University of Miami leaders, distinguished local businessmen, two great Canes quarterbacks and three generations of Hurricanes football coaches were among those who gathered at St. Augustine Catholic Church in Coral Gables Thursday morning to mourn the death and celebrate the life of a good man – former UM athletic director Paul Dee.
Dee’s sister, Catherine, spoke of how her brother “had a heart full of love. Humility, sense of humor and aspirations to make the institution he served great were the hallmarks of his life.”
Dee and his wife, Cathy Zuckerman Dee, were supposed to be on a cruise to Italy this week.
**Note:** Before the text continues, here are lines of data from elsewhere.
//! CLI entrypoint for turnstile
//!
//! This is the main binary that wires together all layers using
//! dependency injection.

use anyhow::{Context, Result, anyhow, bail};
use clap::Parser;
use std::sync::Arc;
use tokio::io::BufReader;
use tracing::{info, warn};
use tracing_subscriber::{EnvFilter, prelude::*};
use turnstile_application::{
    AdmissionQueue, BackendPool, ChatEngine, ConversationLogger, ForgetConversationUseCase,
    NoConversationLogger, RunTurnUseCase,
};
use turnstile_domain::ConversationKey;
use turnstile_infrastructure::{
    ConfigLoader, FileConfig, HttpBackendFactory, InMemoryMessageStore, JsonlConversationLogger,
    Severity, StaticEmojiTable,
};
use turnstile_presentation::{ChatDriver, Cli, ConsoleSink};

#[tokio::main]
async fn main() -> Result<()> {
    let cli = Cli::parse();

    if cli.show_config {
        ConfigLoader::print_config_sources(cli.config.as_ref());
        return Ok(());
    }

    let config = if cli.no_config {
        ConfigLoader::load_defaults()
    } else {
        ConfigLoader::load(cli.config.as_ref())
            .map_err(|e| anyhow!("Failed to load configuration: {}", e))?
    };

    // Keep the guard alive so the file writer flushes on exit
    let _log_guard = init_tracing(cli.verbose, &config);

    let issues = config.validate();
    for issue in &issues {
        match issue.severity {
            Severity::Warning => warn!("{}: {}", issue.field, issue.message),
            Severity::Error => eprintln!("config error: {}: {}", issue.field, issue.message),
        }
    }
    if FileConfig::has_errors(&issues) {
        bail!("Configuration is invalid");
    }

    info!("Starting turnstile");

    // === Dependency Injection ===
    let store = Arc::new(InMemoryMessageStore::default());
    let queue = Arc::new(AdmissionQueue::new(config.to_queue_settings()?).with_store(store.clone()));

    let pool = Arc::new(BackendPool::new());
    let configured = pool.configure(&config.backend_descriptors(), &HttpBackendFactory::new()?)?;
    info!(backends = configured, names = ?pool.names(), "Backend pool configured");

    let conversation_logger: Arc<dyn ConversationLogger> =
        match config.logging.conversation_log.as_ref() {
            Some(path) => match JsonlConversationLogger::new(path) {
                Some(logger) => {
                    info!("Conversation log: {}", logger.path().display());
                    Arc::new(logger)
                }
                None => Arc::new(NoConversationLogger),
            },
            None => Arc::new(NoConversationLogger),
        };

    let params = config.to_turn_params()?;
    let bot_name = params.bot_name.clone();
    let sink = Arc::new(ConsoleSink::new(&bot_name).with_color(config.output.color));

    let run_turn = RunTurnUseCase::new(queue.clone(), pool, sink, params)
        .with_normalizer(config.to_normalizer()?)
        .with_sequencer(config.to_sequencer()?)
        .with_payload_builder(
            config
                .to_payload_builder()
                .context("Failed to read system prompt file")?,
        )
        .with_emoji_resolver(Arc::new(StaticEmojiTable::new(config.emoji.table.clone())))
        .with_conversation_logger(conversation_logger.clone());
    let forget = ForgetConversationUseCase::new(queue.clone()).with_store(store);

    let engine = ChatEngine::new(queue, Arc::new(run_turn), Arc::new(forget))
        .with_conversation_logger(conversation_logger);

    let mut driver = ChatDriver::new(engine, ConversationKey::new(cli.channel), bot_name)
        .with_sender(format!("console-{}", cli.sender), cli.sender);
    driver.print_welcome();
    driver.run(BufReader::new(tokio::io::stdin())).await?;

    Ok(())
}

/// Console logging by verbosity, plus a daily rolling file when
/// `[logging] file` is set.
fn init_tracing(
    verbose: u8,
    config: &FileConfig,
) -> Option<tracing_appender::non_blocking::WorkerGuard> {
    let level = match verbose {
        0 => "warn",
        1 => "info",
        2 => "debug",
        _ => "trace", // -vvv or more
    };
    let filter = EnvFilter::try_from_default_env().unwrap_or_else(|_| EnvFilter::new(level));

    let (file_layer, guard) = match config.logging.file.as_ref() {
        Some(path) => {
            let dir = path
                .parent()
                .filter(|p| !p.as_os_str().is_empty())
                .map(|p| p.to_path_buf())
                .unwrap_or_else(|| ".".into());
            let name = path
                .file_name()
                .map(|n| n.to_string_lossy().into_owned())
                .unwrap_or_else(|| "turnstile.log".to_string());
            let (writer, guard) =
                tracing_appender::non_blocking(tracing_appender::rolling::daily(dir, name));
            let layer = tracing_subscriber::fmt::layer()
                .with_writer(writer)
                .with_ansi(false);
            (Some(layer), Some(guard))
        }
        None => (None, None),
    };

    tracing_subscriber::registry()
        .with(filter)
        .with(
            tracing_subscriber::fmt::layer()
                .with_target(false)
                .with_writer(std::io::stderr),
        )
        .with(file_layer)
        .init();

    guard
}
//! Port for model-issued side commands.
//!
//! The engine never interprets commands; it hands them to this port after
//! a turn. How (and whether) they run is up to the host.

use async_trait::async_trait;
use turnstile_domain::{Command, ConversationKey};

#[async_trait]
pub trait CommandRunner: Send + Sync {
    /// `is_function_call` is set when the reply was a `function` status, in
    /// which case no reply text was sent this turn.
    async fn run(&self, key: &ConversationKey, commands: &[Command], is_function_call: bool);
}

/// Drops every command.
pub struct NoCommandRunner;

#[async_trait]
impl CommandRunner for NoCommandRunner {
    async fn run(&self, _key: &ConversationKey, _commands: &[Command], _is_function_call: bool) {}
}
//! Run Turn use case.
//!
//! One dispatch cycle for a conversation whose trigger fired:
//!
//! 1. Build the prompt payload from the window snapshot
//! 2. Dispatch through the [`BackendPool`], moving to the next member on
//!    error for up to `dispatch_attempts` calls
//! 3. Normalize the raw reply
//! 4. Reset the trigger counter (model's `nextReplyIn`, else a random draw)
//! 5. On success, sequence the reply text and emit each fragment with pacing
//! 6. Hand any commands to the [`CommandRunner`]
//!
//! A dispatch error leaves the counter untouched and is returned to the
//! caller. A normalization failure still resets the counter and is reported
//! in the [`TurnReport`].

use crate::admission::AdmissionQueue;
use crate::config::TurnParams;
use crate::pool::{BackendHandle, BackendPool};
use crate::ports::backend_client::BackendError;
use crate::ports::command_runner::{CommandRunner, NoCommandRunner};
use crate::ports::conversation_logger::{
    ConversationEvent, ConversationLogger, NoConversationLogger, event,
};
use crate::ports::emoji_resolver::{EmojiResolver, NoEmojiResolver};
use crate::ports::outbound::{OutboundError, OutboundSink};
use std::sync::Arc;
use thiserror::Error;
use tracing::{debug, info, trace, warn};
use turnstile_domain::util::log_preview;
use turnstile_domain::{
    Command, ConversationKey, NormalizedReply, OutputSequencer, PayloadBuilder,
    PlaceholderResolver, PromptPayload, QueueEntry, RawReply, ReplyNormalizer, SenderDirectory,
    SequencedOutput, SequencingWarning, Usage,
};

const PREVIEW_BYTES: usize = 200;

/// Errors that end a turn early.
#[derive(Error, Debug)]
pub enum TurnError {
    #[error("Backend error: {0}")]
    Backend(#[from] BackendError),

    #[error("Outbound error: {0}")]
    Outbound(#[from] OutboundError),
}

/// What happened during one turn.
#[derive(Debug, Clone)]
pub struct TurnReport {
    /// Pool member that served the reply.
    pub backend: String,
    pub usage: Usage,
    pub reply: NormalizedReply,
    pub fragments_sent: usize,
    pub warnings: Vec<SequencingWarning>,
}

/// Mentions resolve against the window's senders; emoji through the port.
struct TurnResolver<'a> {
    senders: SenderDirectory,
    emoji: &'a dyn EmojiResolver,
}

impl PlaceholderResolver for TurnResolver<'_> {
    fn mention_id(&self, display_name: &str) -> Option<String> {
        self.senders.id_for(display_name).map(str::to_string)
    }

    fn emoji_id(&self, name: &str) -> Option<String> {
        self.emoji.resolve(name)
    }
}

pub struct RunTurnUseCase {
    queue: Arc<AdmissionQueue>,
    pool: Arc<BackendPool>,
    sink: Arc<dyn OutboundSink>,
    params: TurnParams,
    normalizer: ReplyNormalizer,
    sequencer: OutputSequencer,
    payload_builder: PayloadBuilder,
    emoji: Arc<dyn EmojiResolver>,
    command_runner: Arc<dyn CommandRunner>,
    conversation_logger: Arc<dyn ConversationLogger>,
}

impl RunTurnUseCase {
    pub fn new(
        queue: Arc<AdmissionQueue>,
        pool: Arc<BackendPool>,
        sink: Arc<dyn OutboundSink>,
        params: TurnParams,
    ) -> Self {
        Self {
            queue,
            pool,
            sink,
            params,
            normalizer: ReplyNormalizer::default(),
            sequencer: OutputSequencer::default(),
            payload_builder: PayloadBuilder::default(),
            emoji: Arc::new(NoEmojiResolver),
            command_runner: Arc::new(NoCommandRunner),
            conversation_logger: Arc::new(NoConversationLogger),
        }
    }

    pub fn with_normalizer(mut self, normalizer: ReplyNormalizer) -> Self {
        self.normalizer = normalizer;
        self
    }

    pub fn with_sequencer(mut self, sequencer: OutputSequencer) -> Self {
        self.sequencer = sequencer;
        self
    }

    pub fn with_payload_builder(mut self, payload_builder: PayloadBuilder) -> Self {
        self.payload_builder = payload_builder;
        self
    }

    pub fn with_emoji_resolver(mut self, emoji: Arc<dyn EmojiResolver>) -> Self {
        self.emoji = emoji;
        self
    }

    pub fn with_command_runner(mut self, runner: Arc<dyn CommandRunner>) -> Self {
        self.command_runner = runner;
        self
    }

    /// Create with a conversation logger.
    pub fn with_conversation_logger(mut self, logger: Arc<dyn ConversationLogger>) -> Self {
        self.conversation_logger = logger;
        self
    }

    pub fn params(&self) -> &TurnParams {
        &self.params
    }

    /// Run one turn over `window`, the snapshot taken when the trigger fired.
    pub async fn execute(
        &self,
        key: &ConversationKey,
        window: Vec<QueueEntry>,
    ) -> Result<TurnReport, TurnError> {
        info!(conversation = %key, entries = window.len(), "Starting turn");

        let payload = self.payload_builder.build(&window);
        trace!(conversation = %key, "Payload: {:?}", payload.messages);

        let (handle, raw) = match self.dispatch_with_attempts(key, &payload).await {
            Ok(served) => served,
            Err(e) => {
                self.conversation_logger.log(ConversationEvent::new(
                    event::FAILURE,
                    serde_json::json!({
                        "conversation": key.as_str(),
                        "stage": "dispatch",
                        "error": e.to_string(),
                    }),
                ));
                return Err(e.into());
            }
        };

        let reply = self.normalizer.normalize(&raw.role_content);
        debug!(
            conversation = %key,
            backend = handle.name(),
            status = reply.status_label(),
            "Reply normalized"
        );
        self.conversation_logger.log(ConversationEvent::new(
            event::REPLY,
            serde_json::json!({
                "conversation": key.as_str(),
                "backend": handle.name(),
                "status": reply.status_label(),
                "raw": raw.role_content,
                "prompt_tokens": raw.usage.prompt_tokens,
                "completion_tokens": raw.usage.completion_tokens,
            }),
        ));

        match reply.next_trigger_count() {
            Some(next) => self.queue.reset_trigger(key, next),
            None => self.queue.reset_trigger_random(key),
        }

        let mut report = TurnReport {
            backend: handle.name().to_string(),
            usage: raw.usage,
            reply,
            fragments_sent: 0,
            warnings: Vec::new(),
        };

        match &report.reply {
            NormalizedReply::Success {
                reply_text,
                quoted_message_id,
                reply_target,
                commands,
                ..
            } => {
                let target = reply_target.clone().unwrap_or_else(|| key.clone());
                let resolver = TurnResolver {
                    senders: SenderDirectory::from_entries(&window),
                    emoji: self.emoji.as_ref(),
                };
                let output =
                    self.sequencer
                        .sequence(reply_text, quoted_message_id.as_deref(), &resolver);
                for warning in &output.warnings {
                    warn!(conversation = %key, "Sequencing: {}", warning);
                }
                report.fragments_sent = self.emit(&target, &output).await?;
                report.warnings = output.warnings;
                self.run_commands(key, commands, false).await;
            }
            NormalizedReply::Skip { commands, .. } => {
                debug!(conversation = %key, "Model chose to skip");
                self.run_commands(key, commands, false).await;
            }
            NormalizedReply::FunctionCall { commands } => {
                self.run_commands(key, commands, true).await;
            }
            NormalizedReply::Failure { reason, raw_text } => {
                warn!(
                    conversation = %key,
                    backend = handle.name(),
                    "Unusable reply ({}): {}",
                    reason,
                    log_preview(raw_text, PREVIEW_BYTES)
                );
                self.conversation_logger.log(ConversationEvent::new(
                    event::FAILURE,
                    serde_json::json!({
                        "conversation": key.as_str(),
                        "stage": "normalize",
                        "reason": reason.to_string(),
                    }),
                ));
            }
        }

        info!(
            conversation = %key,
            status = report.reply.status_label(),
            fragments = report.fragments_sent,
            "Turn complete"
        );
        Ok(report)
    }

    async fn dispatch_with_attempts(
        &self,
        key: &ConversationKey,
        payload: &PromptPayload,
    ) -> Result<(BackendHandle, RawReply), BackendError> {
        let attempts = self.params.attempts();
        let parameters = self.params.chat_parameters();
        let mut last_error = BackendError::NoBackendAvailable;

        for attempt in 1..=attempts {
            let handle = self.pool.next()?;
            self.conversation_logger.log(ConversationEvent::new(
                event::DISPATCH,
                serde_json::json!({
                    "conversation": key.as_str(),
                    "backend": handle.name(),
                    "attempt": attempt,
                    "messages": payload.messages.len(),
                }),
            ));

            let call = self.pool.dispatch(&handle, payload, &parameters);
            let result = match self.params.dispatch_timeout {
                Some(limit) => tokio::time::timeout(limit, call).await.unwrap_or_else(|_| {
                    Err(BackendError::Timeout {
                        backend: handle.name().to_string(),
                        elapsed: limit,
                    })
                }),
                None => call.await,
            };

            match result {
                Ok(raw) => return Ok((handle, raw)),
                Err(e) => {
                    warn!(
                        conversation = %key,
                        "Dispatch attempt {}/{} failed: {}",
                        attempt,
                        attempts,
                        e
                    );
                    last_error = e;
                }
            }
        }
        Err(last_error)
    }

    /// Send fragments in order, waiting each fragment's pacing delay, and
    /// echo them into the target's window as the bot's own messages.
    async fn emit(
        &self,
        target: &ConversationKey,
        output: &SequencedOutput,
    ) -> Result<usize, OutboundError> {
        let stamp = chrono::Utc::now().timestamp_millis();
        for (i, fragment) in output.fragments.iter().enumerate() {
            let message_id = self
                .sink
                .send(target, &fragment.text)
                .await?
                .unwrap_or_else(|| format!("{}-{}-{}", self.params.bot_id, stamp, i));

            self.conversation_logger.log(ConversationEvent::new(
                event::FRAGMENT,
                serde_json::json!({
                    "conversation": target.as_str(),
                    "index": i,
                    "text": fragment.text,
                    "delay_ms": fragment.delay_after.as_millis() as u64,
                }),
            ));

            let echo = QueueEntry::new(
                message_id,
                &self.params.bot_id,
                &self.params.bot_name,
                &fragment.text,
            );
            self.queue.record(target, echo).await;

            if !fragment.delay_after.is_zero() {
                tokio::time::sleep(fragment.delay_after).await;
            }
        }
        Ok(output.fragments.len())
    }

    async fn run_commands(&self, key: &ConversationKey, commands: &[Command], is_function_call: bool) {
        if commands.is_empty() {
            return;
        }
        debug!(conversation = %key, count = commands.len(), "Running commands");
        self.command_runner.run(key, commands, is_function_call).await;
    }
}
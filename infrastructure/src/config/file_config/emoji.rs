//! Emoji table from TOML (`[emoji]` section)

use serde::{Deserialize, Serialize};
use std::collections::HashMap;

#[derive(Debug, Clone, Default, PartialEq, Eq, Serialize, Deserialize)]
#[serde(default)]
pub struct FileEmojiConfig {
    /// Emoji name → platform face id
    pub table: HashMap<String, String>,
}
//! Output Sequencer: reply text → ordered, paced outbound fragments.

use super::pacing::pacing_delay;
use super::placeholders::{PlaceholderResolver, quote_tag, resolve_placeholders};
use super::rules::ReplaceRules;
use super::scanner::{SequencingWarning, TagAwareSplitter};
use std::time::Duration;

/// One message to send, followed by `delay_after` before the next.
#[derive(Debug, Clone, PartialEq, Eq)]
pub struct OutboundFragment {
    pub text: String,
    pub delay_after: Duration,
}

#[derive(Debug, Clone, Default, PartialEq, Eq)]
pub struct SequencedOutput {
    pub fragments: Vec<OutboundFragment>,
    pub warnings: Vec<SequencingWarning>,
}

impl SequencedOutput {
    pub fn texts(&self) -> Vec<&str> {
        self.fragments.iter().map(|f| f.text.as_str()).collect()
    }
}

#[derive(Debug, Clone, Default)]
pub struct OutputSequencer {
    splitter: TagAwareSplitter,
    rules: ReplaceRules,
    chars_per_second: u32,
}

impl OutputSequencer {
    pub fn new(splitter: TagAwareSplitter, rules: ReplaceRules, chars_per_second: u32) -> Self {
        Self {
            splitter,
            rules,
            chars_per_second,
        }
    }

    pub fn chars_per_second(&self) -> u32 {
        self.chars_per_second
    }

    /// Resolve placeholders, split, apply replace rules and attach pacing.
    ///
    /// Fragments that become empty after the rules are dropped. The quote
    /// marker is prepended to the first surviving fragment. The last
    /// fragment never carries a delay.
    pub fn sequence(
        &self,
        reply_text: &str,
        quoted_message_id: Option<&str>,
        resolver: &dyn PlaceholderResolver,
    ) -> SequencedOutput {
        let resolved = resolve_placeholders(reply_text, resolver);
        let split = self.splitter.split(&resolved);

        let mut texts: Vec<String> = split
            .fragments
            .iter()
            .map(|fragment| self.rules.apply(fragment).trim().to_string())
            .filter(|fragment| !fragment.is_empty())
            .collect();

        if let Some(id) = quoted_message_id
            && let Some(first) = texts.first_mut()
        {
            first.insert_str(0, &quote_tag(id));
        }

        let last = texts.len().saturating_sub(1);
        let fragments = texts
            .into_iter()
            .enumerate()
            .map(|(i, text)| {
                let delay_after = if i == last {
                    Duration::ZERO
                } else {
                    pacing_delay(&text, self.chars_per_second)
                };
                OutboundFragment { text, delay_after }
            })
            .collect();

        SequencedOutput {
            fragments,
            warnings: split.warnings,
        }
    }
}
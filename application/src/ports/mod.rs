//! Port definitions (interfaces for external adapters)
//!
//! Ports define the contracts that infrastructure adapters must implement.

pub mod backend_client;
pub mod command_runner;
pub mod conversation_logger;
pub mod emoji_resolver;
pub mod message_store;
pub mod outbound;
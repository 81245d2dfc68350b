//! Application layer for turnstile
//!
//! This crate contains the Admission Queue, the Backend Pool, use cases,
//! and port definitions. It depends only on the domain layer.

pub mod admission;
pub mod config;
pub mod keyed_lock;
pub mod pool;
pub mod ports;
pub mod use_cases;

// Re-export commonly used types
pub use admission::AdmissionQueue;
pub use config::{QueueSettings, TurnParams};
pub use keyed_lock::KeyedLocks;
pub use pool::{BackendHandle, BackendPool};
pub use ports::{
    backend_client::{BackendClient, BackendError, BackendFactory},
    command_runner::{CommandRunner, NoCommandRunner},
    conversation_logger::{ConversationEvent, ConversationLogger, NoConversationLogger},
    emoji_resolver::{EmojiResolver, NoEmojiResolver},
    message_store::{MessageStore, StoreError},
    outbound::{OutboundError, OutboundSink},
};
pub use use_cases::forget::ForgetConversationUseCase;
pub use use_cases::handle_inbound::{
    Admission, ChatEngine, InboundMessage, InboundOutcome, PendingTurn,
};
pub use use_cases::run_turn::{RunTurnUseCase, TurnError, TurnReport};
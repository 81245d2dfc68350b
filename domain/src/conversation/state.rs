//! Admission state of a single window: entries plus trigger counter.

use super::entities::QueueEntry;
use super::trigger::{TriggerCounter, TriggerRange};
use super::window::ConversationWindow;
use rand::Rng;

/// Window and counter for one conversation (or one mixed slot).
///
/// Pure state; callers serialize access per conversation key.
#[derive(Debug, Clone)]
pub struct ConversationState {
    window: ConversationWindow,
    counter: TriggerCounter,
    range: TriggerRange,
}

impl ConversationState {
    /// Fresh state. The counter starts at `range.min()`.
    pub fn new(slot_size: usize, range: TriggerRange) -> Self {
        Self {
            window: ConversationWindow::new(slot_size),
            counter: TriggerCounter::new(range.min()),
            range,
        }
    }

    pub fn enqueue(&mut self, entry: QueueEntry) {
        self.window.push(entry);
    }

    pub fn warm(&mut self, history: Vec<QueueEntry>) {
        self.window.extend(history);
    }

    pub fn decrement_trigger(&mut self, authored_by_self: bool) {
        self.counter.decrement(authored_by_self);
    }

    /// Dispatch decision: counter exhausted, or a mention wins the draw.
    pub fn should_dispatch<R: Rng + ?Sized>(
        &self,
        was_mentioned: bool,
        mention_reply_probability: f64,
        rng: &mut R,
    ) -> bool {
        if self.counter.is_due() {
            return true;
        }
        was_mentioned && rng.random_bool(mention_reply_probability.clamp(0.0, 1.0))
    }

    pub fn reset_trigger(&mut self, next_count: i64) {
        self.counter.reset(self.range, next_count);
    }

    pub fn reset_trigger_random<R: Rng + ?Sized>(&mut self, rng: &mut R) {
        let next = self.range.draw(rng);
        self.counter.reset(self.range, next);
    }

    /// Empty the window and restore the initial counter.
    pub fn clear(&mut self) -> bool {
        self.counter = TriggerCounter::new(self.range.min());
        self.window.clear()
    }

    pub fn snapshot(&self) -> Vec<QueueEntry> {
        self.window.snapshot()
    }

    pub fn window(&self) -> &ConversationWindow {
        &self.window
    }

    pub fn counter(&self) -> TriggerCounter {
        self.counter
    }
}

#[cfg(test)]
mod tests {
    use super::*;
    use rand::SeedableRng;
    use rand::rngs::StdRng;

    fn entry(n: usize) -> QueueEntry {
        QueueEntry::new(format!("m{n}"), "u1", "Alice", "hi")
    }

    #[test]
    fn range_of_one_dispatches_on_every_message() {
        let range = TriggerRange::new(1, 1).unwrap();
        let mut state = ConversationState::new(10, range);
        let mut rng = StdRng::seed_from_u64(1);
        for n in 0..25 {
            state.enqueue(entry(n));
            state.decrement_trigger(false);
            assert!(state.should_dispatch(false, 0.0, &mut rng));
            state.reset_trigger_random(&mut rng);
        }
    }

    #[test]
    fn mention_with_certain_probability_forces_dispatch() {
        let range = TriggerRange::new(5, 5).unwrap();
        let state = ConversationState::new(10, range);
        let mut rng = StdRng::seed_from_u64(2);
        assert!(!state.should_dispatch(false, 1.0, &mut rng));
        assert!(state.should_dispatch(true, 1.0, &mut rng));
        assert!(!state.should_dispatch(true, 0.0, &mut rng));
    }

    #[test]
    fn out_of_range_probability_is_clamped() {
        let range = TriggerRange::new(5, 5).unwrap();
        let state = ConversationState::new(10, range);
        let mut rng = StdRng::seed_from_u64(3);
        assert!(state.should_dispatch(true, 7.5, &mut rng));
        assert!(!state.should_dispatch(true, -1.0, &mut rng));
    }

    #[test]
    fn clear_restores_initial_counter() {
        let range = TriggerRange::new(3, 8).unwrap();
        let mut state = ConversationState::new(10, range);
        state.enqueue(entry(0));
        state.decrement_trigger(false);
        assert!(state.clear());
        assert_eq!(state.counter().remaining(), 3);
        assert!(!state.clear());
    }
}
But Dee underwent surgery for tongue cancer last week, took a turn for the worse in ensuing days, and died last Saturday night at 65.
Among those in attendance at the funeral: former Hurricanes coaches Randy Shannon, Butch Davis and Howard Schnellenberger, former quarterbacks Bernie Kosar and Steve Walsh, UM president Donna Shalala, former UM president Tad Foote, FIU athletic director Pete Garcia (who previously worked at UM), and Orange Bowl CEO Eric Poms.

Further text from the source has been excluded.